**Task material:**
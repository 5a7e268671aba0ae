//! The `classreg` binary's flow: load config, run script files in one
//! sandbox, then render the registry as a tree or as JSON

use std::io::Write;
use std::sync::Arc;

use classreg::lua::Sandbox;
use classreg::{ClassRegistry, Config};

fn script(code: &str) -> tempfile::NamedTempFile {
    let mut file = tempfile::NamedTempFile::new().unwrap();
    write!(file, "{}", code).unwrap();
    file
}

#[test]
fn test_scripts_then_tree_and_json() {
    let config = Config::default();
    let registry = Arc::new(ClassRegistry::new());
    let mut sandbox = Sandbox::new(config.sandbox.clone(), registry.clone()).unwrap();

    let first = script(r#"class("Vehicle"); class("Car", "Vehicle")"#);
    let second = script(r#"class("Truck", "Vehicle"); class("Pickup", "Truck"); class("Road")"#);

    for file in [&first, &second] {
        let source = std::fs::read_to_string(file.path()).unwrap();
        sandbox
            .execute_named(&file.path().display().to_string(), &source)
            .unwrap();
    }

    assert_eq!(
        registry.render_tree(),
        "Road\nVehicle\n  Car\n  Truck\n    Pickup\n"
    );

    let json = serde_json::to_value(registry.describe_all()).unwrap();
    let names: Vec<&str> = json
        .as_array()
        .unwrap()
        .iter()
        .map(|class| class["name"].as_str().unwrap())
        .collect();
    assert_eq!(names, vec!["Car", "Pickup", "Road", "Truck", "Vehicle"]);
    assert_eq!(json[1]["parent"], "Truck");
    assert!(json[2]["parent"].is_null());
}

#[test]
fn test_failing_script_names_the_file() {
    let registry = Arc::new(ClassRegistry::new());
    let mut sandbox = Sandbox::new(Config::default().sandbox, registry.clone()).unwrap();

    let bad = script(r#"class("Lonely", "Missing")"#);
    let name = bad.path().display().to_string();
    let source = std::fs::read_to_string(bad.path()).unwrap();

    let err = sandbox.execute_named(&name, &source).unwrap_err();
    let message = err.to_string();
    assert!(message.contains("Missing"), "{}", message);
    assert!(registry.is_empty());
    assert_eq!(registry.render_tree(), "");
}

...

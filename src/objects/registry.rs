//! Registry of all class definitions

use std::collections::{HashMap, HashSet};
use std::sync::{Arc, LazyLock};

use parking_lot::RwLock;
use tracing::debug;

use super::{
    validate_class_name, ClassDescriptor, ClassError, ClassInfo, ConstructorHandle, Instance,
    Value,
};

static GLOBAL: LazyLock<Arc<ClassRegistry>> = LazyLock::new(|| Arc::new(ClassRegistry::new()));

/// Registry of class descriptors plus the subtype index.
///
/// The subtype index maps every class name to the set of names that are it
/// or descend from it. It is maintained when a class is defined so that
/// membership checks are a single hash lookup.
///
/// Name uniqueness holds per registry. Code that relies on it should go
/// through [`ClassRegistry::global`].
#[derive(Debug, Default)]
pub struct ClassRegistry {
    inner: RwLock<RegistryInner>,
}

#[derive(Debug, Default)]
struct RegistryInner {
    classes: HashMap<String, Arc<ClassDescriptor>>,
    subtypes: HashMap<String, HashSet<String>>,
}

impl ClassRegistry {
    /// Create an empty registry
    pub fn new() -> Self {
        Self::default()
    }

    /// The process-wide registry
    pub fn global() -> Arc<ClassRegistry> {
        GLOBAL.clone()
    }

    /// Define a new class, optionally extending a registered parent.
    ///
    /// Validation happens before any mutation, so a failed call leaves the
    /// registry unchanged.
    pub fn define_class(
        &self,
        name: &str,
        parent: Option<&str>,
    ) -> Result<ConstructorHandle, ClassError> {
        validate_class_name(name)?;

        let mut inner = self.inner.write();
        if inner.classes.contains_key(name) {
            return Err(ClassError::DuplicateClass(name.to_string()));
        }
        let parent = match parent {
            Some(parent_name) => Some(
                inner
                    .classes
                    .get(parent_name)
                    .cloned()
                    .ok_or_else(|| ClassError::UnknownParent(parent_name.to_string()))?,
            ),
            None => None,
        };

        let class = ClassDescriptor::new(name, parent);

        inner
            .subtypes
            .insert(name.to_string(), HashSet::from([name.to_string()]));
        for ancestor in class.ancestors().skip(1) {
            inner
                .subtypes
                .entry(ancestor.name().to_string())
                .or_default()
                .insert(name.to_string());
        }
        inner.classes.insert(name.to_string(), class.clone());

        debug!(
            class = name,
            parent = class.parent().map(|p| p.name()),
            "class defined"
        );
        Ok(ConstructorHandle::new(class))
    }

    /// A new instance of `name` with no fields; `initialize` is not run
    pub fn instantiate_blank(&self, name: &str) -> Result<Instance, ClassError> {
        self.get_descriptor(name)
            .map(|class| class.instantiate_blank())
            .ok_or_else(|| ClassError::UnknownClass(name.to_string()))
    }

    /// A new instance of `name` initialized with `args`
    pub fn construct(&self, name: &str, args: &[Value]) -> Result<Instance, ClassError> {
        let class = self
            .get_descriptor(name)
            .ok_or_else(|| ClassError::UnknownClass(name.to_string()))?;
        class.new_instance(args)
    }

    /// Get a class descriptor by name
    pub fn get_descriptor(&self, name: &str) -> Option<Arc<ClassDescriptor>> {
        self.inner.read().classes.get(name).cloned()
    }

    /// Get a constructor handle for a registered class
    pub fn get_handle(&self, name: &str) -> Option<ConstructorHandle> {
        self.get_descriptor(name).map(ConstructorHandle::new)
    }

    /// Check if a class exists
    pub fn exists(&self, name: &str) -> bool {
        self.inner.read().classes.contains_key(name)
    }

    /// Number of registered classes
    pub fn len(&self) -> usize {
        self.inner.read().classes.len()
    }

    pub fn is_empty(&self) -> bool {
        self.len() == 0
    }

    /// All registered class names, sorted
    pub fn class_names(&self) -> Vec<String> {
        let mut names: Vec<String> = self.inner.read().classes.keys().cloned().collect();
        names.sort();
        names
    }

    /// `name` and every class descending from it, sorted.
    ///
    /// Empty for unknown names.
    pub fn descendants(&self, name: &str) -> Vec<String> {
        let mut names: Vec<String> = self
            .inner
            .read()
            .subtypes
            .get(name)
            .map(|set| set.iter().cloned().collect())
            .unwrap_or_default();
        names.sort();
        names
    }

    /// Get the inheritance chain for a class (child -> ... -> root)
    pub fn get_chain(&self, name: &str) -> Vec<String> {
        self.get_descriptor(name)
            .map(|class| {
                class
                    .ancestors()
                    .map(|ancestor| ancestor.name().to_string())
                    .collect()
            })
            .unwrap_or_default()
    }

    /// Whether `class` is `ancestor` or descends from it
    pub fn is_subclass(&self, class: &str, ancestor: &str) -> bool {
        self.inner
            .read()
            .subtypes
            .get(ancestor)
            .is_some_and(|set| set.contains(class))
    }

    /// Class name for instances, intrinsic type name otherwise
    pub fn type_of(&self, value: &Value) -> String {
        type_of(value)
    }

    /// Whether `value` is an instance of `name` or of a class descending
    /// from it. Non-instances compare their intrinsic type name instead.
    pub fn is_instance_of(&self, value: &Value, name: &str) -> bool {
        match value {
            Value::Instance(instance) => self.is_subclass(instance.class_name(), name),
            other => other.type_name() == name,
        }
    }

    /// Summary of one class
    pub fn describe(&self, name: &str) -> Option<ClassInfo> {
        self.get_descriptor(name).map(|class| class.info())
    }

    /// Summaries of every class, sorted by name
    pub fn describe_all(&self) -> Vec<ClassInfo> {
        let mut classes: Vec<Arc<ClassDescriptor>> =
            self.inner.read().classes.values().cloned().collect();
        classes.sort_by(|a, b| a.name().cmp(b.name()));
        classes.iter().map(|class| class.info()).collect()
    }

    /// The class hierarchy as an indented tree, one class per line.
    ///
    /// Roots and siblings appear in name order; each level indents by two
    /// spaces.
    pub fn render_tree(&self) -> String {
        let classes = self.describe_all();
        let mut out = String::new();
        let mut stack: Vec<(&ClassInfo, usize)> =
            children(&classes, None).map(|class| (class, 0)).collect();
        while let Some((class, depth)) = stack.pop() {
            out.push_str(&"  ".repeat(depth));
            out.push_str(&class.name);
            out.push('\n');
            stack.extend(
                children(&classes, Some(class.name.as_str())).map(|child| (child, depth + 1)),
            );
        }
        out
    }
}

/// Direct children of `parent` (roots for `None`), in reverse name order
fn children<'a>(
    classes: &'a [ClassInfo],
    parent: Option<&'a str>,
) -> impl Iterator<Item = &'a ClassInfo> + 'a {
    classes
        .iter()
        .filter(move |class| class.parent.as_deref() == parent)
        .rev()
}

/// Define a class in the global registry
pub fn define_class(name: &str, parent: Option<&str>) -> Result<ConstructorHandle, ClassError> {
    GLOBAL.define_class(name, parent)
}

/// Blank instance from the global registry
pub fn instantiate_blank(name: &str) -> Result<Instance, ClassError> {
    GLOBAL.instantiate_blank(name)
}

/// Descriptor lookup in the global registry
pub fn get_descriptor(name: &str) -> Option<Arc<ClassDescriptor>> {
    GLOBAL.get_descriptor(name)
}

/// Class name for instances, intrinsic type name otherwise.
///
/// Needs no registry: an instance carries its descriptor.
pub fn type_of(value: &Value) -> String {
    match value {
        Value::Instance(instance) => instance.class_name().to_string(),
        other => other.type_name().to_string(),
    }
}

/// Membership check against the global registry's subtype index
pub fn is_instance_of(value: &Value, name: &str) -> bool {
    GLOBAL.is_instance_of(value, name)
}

**Required work:** When you reach the line in the material above that holds "pub fn construct(&self, name: &str, args: &[Value])", begin reproducing lines exactly, and stop after the line that holds "pub fn get_descriptor(&self, name: &str)".

**Result:**
    pub fn construct(&self, name: &str, args: &[Value]) -> Result<Instance, ClassError> {
        let class = self
            .get_descriptor(name)
            .ok_or_else(|| ClassError::UnknownClass(name.to_string()))?;
        class.new_instance(args)
    }

    /// Get a class descriptor by name
    pub fn get_descriptor(&self, name: &str) -> Option<Arc<ClassDescriptor>> {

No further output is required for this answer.